I’ve been involved with DonorsChoose.org before, encouraging friends and fans of Gestalt IT and Tech Field Day to support a classroom project and the general cause of science and technology education for girls. I have also given to the charity personally and respect it very much.
Donors Choose allows donors literally to choose specific classroom projects to support, acting as a sort of grant program for schools in need. Teachers outline specific requests, and donors decide which projects to fund. This is one of the most transparent and direct charities I know of.
Some may question why schools need extra funding at all, but no one involved in the American public education system would raise such doubts. School systems are strapped for cash, and can rarely fund classroom supplies and enrichment programs. In fact, teachers are expected to buy their own supplies using their meager salaries, and the IRS caps deductibility of these purchases at just $250.
The Conference Connection
Contrast the situation of public school teachers and students in cities like San Francisco, Las Vegas, and Dallas with the extravagant trade shows that take place there, and it’s almost enough to make you cry. Corporations spend thousands of dollars on fancy booths and flashing tchotchkes, while attendees fly in, ride around in taxis, and stay at hotels. Meanwhile, often just across the street, students lack basic supplies, up-to-date textbooks, and facilities productive to learning.

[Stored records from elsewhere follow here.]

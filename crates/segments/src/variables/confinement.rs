//! Confinement angles
//!
//! For every pixel of a segment, looks across the channel in both
//! directions perpendicular to its flow and measures the steepest rise
//! within `neighborhood` pixels. The two rise angles are subtracted from
//! 180 degrees, so a narrow, steep-walled channel scores low and an open
//! floodplain scores close to 180. A segment's confinement is the mean over
//! its pixels.

use serde::{Deserialize, Serialize};
use streamnet_core::raster::{Raster, RasterElement};
use streamnet_core::{Error, Result};

use super::UnitFactors;
use crate::flow::{FlowGrid, D8_OFFSETS};
use crate::network::Network;

/// Parameters for [`Network::confinement`]
#[derive(Debug, Clone, Copy, PartialEq, Eq, Serialize, Deserialize)]
#[serde(default)]
pub struct ConfinementParams {
    /// Pixels searched on each side of the channel. Default: 4
    pub neighborhood: usize,
}

impl Default for ConfinementParams {
    fn default() -> Self {
        Self { neighborhood: 4 }
    }
}

/// Direction codes a quarter turn either side of `code`
fn perpendicular(code: u8) -> [u8; 2] {
    let zero_based = code - 1;
    [(zero_based + 2) % 8 + 1, (zero_based + 6) % 8 + 1]
}

impl Network {
    /// Confinement angle in degrees for every live segment, in ID order.
    ///
    /// Pixels with NoData flow, NoData elevation, or no valid neighbor on
    /// one side are left out of a segment's mean; a segment with no usable
    /// pixel gets NaN.
    pub fn confinement<T: RasterElement>(
        &self,
        dem: &Raster<T>,
        params: &ConfinementParams,
        factors: &UnitFactors,
    ) -> Result<Vec<f64>> {
        dem.ensure_shape("DEM", self.flow().shape())?;
        if params.neighborhood == 0 {
            return Err(Error::InvalidParameter {
                name: "neighborhood",
                value: "0".into(),
                reason: "must search at least one pixel".into(),
            });
        }

        Ok(self
            .segments()
            .map(|segment| {
                let angles: Vec<f64> = segment
                    .pixels()
                    .iter()
                    .filter_map(|&(row, col)| pixel_confinement(self.flow(), dem, row, col, params, factors))
                    .collect();
                if angles.is_empty() {
                    f64::NAN
                } else {
                    angles.iter().sum::<f64>() / angles.len() as f64
                }
            })
            .collect())
    }
}

fn pixel_confinement<T: RasterElement>(
    flow: &FlowGrid,
    dem: &Raster<T>,
    row: usize,
    col: usize,
    params: &ConfinementParams,
    factors: &UnitFactors,
) -> Option<f64> {
    let code = flow.direction(row, col)?;
    let center = dem.valid_f64(row, col)?;

    let mut total = 180.0;
    for side in perpendicular(code) {
        let (dr, dc) = D8_OFFSETS[(side - 1) as usize];
        let max_rise = (1..=params.neighborhood as isize)
            .filter_map(|k| flow.offset(row, col, dr * k, dc * k))
            .filter_map(|(r, c)| dem.valid_f64(r, c))
            .map(|height| height - center)
            .fold(None, |max: Option<f64>, rise| Some(max.map_or(rise, |m| m.max(rise))))?;

        // Horizontal run in DEM units
        let run = params.neighborhood as f64
            * flow.transform().step_length(dr, dc)
            * factors.meters_per_unit
            * factors.dem_per_m;
        total -= (max_rise / run).atan().to_degrees();
    }
    Some(total)
}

This is why I applaud Interop and United business media for their support of DonorsChoose.org. They are encouraging attendees, exhibitors, and speakers to donate directly, and are linking completed evaluation forms to corporate donations to the charity. For every evaluation form filled out, Interop will donate an (unspecified) amount of money to DonorsChoose.org classroom projects.
I encourage everyone attending Interop (and EMC World, which is also in Las Vegas that week) to support this effort by donating directly to the Interop giving page at DonorsChoose.org.
And I’ll do one better:
I will personally match any contributions to Donors Choose made by attendees at my two sessions, up to a maximum of $1000. If you come to my session, and are willing to donate to this worthy cause, I will join you in supporting it. Since I am cheap and don’t gamble, Donors Choose may help schools in Las Vegas get more money from me then United Airlines, Hilton Hotels, and the taxi services!
All of us must examine our lifestyle and consider helping others. Contributing to support math and science education is perhaps the most worthy cause, since it is an investment in our future. The students we help through Donors Choose are the next generation of IT product vendors and users, and we must all give back to the community. I look forward to seeing you at Interop and EMC World, and hearing how you will help drain my checkbook!